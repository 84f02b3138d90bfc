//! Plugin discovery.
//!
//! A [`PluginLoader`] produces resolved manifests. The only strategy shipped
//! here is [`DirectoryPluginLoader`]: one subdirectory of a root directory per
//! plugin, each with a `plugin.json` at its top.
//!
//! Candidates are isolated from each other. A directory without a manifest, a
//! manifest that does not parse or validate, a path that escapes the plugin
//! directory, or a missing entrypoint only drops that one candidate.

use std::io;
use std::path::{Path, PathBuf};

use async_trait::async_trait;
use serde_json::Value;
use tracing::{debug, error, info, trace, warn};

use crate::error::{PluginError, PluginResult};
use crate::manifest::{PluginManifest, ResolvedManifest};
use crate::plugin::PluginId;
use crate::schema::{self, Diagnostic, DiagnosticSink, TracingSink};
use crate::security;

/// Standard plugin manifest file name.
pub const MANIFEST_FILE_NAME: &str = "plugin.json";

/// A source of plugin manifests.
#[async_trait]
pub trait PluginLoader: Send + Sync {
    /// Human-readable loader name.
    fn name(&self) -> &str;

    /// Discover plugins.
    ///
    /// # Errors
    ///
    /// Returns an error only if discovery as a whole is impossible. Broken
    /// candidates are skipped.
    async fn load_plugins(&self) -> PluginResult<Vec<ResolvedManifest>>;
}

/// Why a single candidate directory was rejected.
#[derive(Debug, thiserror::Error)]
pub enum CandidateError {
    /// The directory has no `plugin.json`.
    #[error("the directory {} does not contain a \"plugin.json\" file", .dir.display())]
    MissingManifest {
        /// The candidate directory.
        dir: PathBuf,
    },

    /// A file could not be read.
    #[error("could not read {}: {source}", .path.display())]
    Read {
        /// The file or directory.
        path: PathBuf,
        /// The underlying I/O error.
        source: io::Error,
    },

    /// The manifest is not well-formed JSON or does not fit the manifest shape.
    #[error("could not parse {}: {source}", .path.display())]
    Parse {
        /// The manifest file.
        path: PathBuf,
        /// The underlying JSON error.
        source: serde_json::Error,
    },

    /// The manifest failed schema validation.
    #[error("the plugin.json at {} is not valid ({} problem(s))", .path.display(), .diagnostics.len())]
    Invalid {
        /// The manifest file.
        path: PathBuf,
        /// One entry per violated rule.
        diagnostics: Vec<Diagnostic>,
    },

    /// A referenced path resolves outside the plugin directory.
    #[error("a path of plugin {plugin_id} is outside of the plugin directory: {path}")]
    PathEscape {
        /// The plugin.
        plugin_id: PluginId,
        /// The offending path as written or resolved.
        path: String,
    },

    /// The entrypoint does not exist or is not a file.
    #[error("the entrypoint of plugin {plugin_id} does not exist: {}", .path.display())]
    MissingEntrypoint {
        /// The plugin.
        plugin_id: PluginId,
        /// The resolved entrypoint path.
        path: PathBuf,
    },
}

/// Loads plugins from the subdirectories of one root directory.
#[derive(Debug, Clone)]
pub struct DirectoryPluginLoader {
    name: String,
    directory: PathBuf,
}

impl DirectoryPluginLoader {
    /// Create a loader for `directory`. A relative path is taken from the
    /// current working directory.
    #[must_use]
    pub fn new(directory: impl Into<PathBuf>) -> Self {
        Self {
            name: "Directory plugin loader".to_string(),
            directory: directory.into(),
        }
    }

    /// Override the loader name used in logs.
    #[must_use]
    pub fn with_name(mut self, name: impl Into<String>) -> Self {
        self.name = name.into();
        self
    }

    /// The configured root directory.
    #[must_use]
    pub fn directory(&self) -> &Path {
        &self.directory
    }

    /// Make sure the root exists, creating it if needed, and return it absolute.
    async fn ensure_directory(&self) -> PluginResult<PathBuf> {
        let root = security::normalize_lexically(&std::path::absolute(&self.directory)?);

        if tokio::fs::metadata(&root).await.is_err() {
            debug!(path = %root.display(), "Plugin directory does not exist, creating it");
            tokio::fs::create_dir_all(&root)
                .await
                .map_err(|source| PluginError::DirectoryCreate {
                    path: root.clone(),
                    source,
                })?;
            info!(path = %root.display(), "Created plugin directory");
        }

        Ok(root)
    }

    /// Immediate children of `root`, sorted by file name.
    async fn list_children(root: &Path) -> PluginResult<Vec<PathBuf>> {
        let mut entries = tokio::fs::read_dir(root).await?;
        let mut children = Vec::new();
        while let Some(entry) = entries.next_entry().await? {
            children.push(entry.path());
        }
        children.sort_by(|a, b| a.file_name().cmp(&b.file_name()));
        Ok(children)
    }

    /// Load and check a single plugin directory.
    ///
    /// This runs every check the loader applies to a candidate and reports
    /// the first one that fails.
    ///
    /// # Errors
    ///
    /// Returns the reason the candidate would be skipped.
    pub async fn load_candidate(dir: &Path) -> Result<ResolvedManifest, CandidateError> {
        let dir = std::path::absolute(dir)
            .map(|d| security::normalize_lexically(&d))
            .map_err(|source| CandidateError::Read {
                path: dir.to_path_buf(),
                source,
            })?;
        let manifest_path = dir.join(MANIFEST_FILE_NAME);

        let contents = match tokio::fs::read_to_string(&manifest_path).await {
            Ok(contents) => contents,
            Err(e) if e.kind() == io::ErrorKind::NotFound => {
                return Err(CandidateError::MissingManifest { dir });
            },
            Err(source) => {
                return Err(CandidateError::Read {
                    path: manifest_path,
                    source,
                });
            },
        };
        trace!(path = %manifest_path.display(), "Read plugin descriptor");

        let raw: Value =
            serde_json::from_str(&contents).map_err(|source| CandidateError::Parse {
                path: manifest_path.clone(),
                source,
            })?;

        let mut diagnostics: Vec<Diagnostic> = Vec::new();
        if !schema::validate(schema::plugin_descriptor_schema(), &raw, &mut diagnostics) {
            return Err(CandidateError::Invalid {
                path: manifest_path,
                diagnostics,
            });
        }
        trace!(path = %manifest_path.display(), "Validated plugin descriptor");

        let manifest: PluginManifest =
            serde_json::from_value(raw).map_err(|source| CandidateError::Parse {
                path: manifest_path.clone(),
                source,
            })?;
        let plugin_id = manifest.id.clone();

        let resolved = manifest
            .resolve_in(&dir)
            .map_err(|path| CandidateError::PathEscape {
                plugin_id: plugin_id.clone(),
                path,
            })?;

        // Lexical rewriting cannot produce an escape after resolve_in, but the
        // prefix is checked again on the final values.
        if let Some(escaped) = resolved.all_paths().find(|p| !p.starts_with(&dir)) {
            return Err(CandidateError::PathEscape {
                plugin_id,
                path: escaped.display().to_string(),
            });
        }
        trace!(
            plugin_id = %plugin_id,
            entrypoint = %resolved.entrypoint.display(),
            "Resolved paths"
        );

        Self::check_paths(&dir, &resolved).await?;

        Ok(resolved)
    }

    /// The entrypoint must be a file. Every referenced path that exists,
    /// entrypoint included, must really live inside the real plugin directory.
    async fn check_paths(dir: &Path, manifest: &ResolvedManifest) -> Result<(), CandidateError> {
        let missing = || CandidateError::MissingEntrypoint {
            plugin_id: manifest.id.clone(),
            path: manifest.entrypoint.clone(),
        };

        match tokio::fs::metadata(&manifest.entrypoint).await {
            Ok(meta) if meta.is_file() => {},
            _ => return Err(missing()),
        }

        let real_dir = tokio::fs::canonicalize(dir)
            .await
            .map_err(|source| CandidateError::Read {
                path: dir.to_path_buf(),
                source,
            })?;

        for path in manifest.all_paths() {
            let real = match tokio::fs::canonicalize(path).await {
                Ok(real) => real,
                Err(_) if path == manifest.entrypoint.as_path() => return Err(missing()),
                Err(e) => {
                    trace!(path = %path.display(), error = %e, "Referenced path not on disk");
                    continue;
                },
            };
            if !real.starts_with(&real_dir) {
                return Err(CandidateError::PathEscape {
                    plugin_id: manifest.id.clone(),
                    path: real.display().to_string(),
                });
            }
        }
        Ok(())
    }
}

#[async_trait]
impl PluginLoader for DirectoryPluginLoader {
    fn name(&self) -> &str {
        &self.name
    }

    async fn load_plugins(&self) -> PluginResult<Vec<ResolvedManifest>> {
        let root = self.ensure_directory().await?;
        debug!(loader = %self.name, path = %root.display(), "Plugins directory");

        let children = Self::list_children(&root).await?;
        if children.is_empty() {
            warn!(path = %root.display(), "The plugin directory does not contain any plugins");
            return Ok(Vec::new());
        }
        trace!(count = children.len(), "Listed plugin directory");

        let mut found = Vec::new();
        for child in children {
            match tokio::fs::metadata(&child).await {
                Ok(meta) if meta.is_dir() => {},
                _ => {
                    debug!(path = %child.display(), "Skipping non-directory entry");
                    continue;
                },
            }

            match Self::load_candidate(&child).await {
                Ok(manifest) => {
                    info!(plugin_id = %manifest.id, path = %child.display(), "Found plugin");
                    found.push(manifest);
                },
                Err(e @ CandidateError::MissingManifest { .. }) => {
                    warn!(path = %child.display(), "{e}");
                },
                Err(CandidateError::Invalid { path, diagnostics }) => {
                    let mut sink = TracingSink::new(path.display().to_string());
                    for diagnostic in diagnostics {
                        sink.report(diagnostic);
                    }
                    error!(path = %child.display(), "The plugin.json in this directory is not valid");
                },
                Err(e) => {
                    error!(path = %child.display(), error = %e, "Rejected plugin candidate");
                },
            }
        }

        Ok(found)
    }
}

--

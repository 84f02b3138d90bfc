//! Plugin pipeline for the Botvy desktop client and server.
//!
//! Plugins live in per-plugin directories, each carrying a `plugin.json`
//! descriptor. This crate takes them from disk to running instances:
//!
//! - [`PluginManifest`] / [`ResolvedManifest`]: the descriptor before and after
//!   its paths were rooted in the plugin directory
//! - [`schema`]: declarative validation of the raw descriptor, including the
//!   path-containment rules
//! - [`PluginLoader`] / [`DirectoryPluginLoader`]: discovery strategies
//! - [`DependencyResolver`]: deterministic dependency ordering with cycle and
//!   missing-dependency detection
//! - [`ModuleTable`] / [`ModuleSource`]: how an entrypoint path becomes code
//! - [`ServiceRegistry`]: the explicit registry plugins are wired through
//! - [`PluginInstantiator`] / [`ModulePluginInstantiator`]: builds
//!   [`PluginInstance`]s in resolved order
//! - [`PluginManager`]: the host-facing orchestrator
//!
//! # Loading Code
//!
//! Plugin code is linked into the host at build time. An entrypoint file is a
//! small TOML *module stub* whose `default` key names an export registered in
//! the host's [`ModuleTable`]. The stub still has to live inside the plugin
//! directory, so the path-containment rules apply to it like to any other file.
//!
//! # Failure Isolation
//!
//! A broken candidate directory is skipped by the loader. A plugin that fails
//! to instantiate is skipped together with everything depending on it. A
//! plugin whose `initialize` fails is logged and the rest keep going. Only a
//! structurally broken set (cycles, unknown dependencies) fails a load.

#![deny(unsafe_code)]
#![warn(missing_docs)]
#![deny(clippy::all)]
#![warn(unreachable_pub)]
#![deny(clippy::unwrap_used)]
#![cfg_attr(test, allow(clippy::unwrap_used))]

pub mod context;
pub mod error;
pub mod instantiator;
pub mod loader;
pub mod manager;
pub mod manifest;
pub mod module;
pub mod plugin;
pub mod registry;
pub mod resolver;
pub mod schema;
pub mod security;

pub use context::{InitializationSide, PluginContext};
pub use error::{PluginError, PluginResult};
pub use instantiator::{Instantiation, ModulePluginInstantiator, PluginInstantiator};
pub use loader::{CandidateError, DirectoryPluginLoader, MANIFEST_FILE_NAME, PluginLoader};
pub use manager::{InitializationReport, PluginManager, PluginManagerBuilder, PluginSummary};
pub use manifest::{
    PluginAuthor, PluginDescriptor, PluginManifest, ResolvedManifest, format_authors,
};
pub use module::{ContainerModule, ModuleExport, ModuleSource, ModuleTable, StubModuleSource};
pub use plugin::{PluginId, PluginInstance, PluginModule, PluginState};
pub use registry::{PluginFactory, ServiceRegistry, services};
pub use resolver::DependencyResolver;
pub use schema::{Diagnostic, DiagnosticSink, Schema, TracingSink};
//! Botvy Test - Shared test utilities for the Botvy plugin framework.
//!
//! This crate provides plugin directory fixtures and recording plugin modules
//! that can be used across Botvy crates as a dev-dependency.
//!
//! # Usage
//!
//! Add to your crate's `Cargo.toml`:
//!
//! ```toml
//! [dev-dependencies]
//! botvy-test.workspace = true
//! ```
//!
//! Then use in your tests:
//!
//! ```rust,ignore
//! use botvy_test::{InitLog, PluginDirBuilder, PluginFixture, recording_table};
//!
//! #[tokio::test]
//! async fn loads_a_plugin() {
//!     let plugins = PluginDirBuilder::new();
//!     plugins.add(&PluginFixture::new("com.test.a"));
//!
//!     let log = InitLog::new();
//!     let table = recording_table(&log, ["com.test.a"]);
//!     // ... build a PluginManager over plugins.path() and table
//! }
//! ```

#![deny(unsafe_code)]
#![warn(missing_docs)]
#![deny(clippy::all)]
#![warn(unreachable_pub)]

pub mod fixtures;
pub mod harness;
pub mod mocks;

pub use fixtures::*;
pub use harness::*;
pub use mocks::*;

**Goal of the exercise:** Within the material above, output exactly the lines from the one with "path becomes code" through the one with "in resolved order", end lines included, and nothing besides.

**Response:**
//! - [`ModuleTable`] / [`ModuleSource`]: how an entrypoint path becomes code
//! - [`ServiceRegistry`]: the explicit registry plugins are wired through
//! - [`PluginInstantiator`] / [`ModulePluginInstantiator`]: builds
//!   [`PluginInstance`]s in resolved order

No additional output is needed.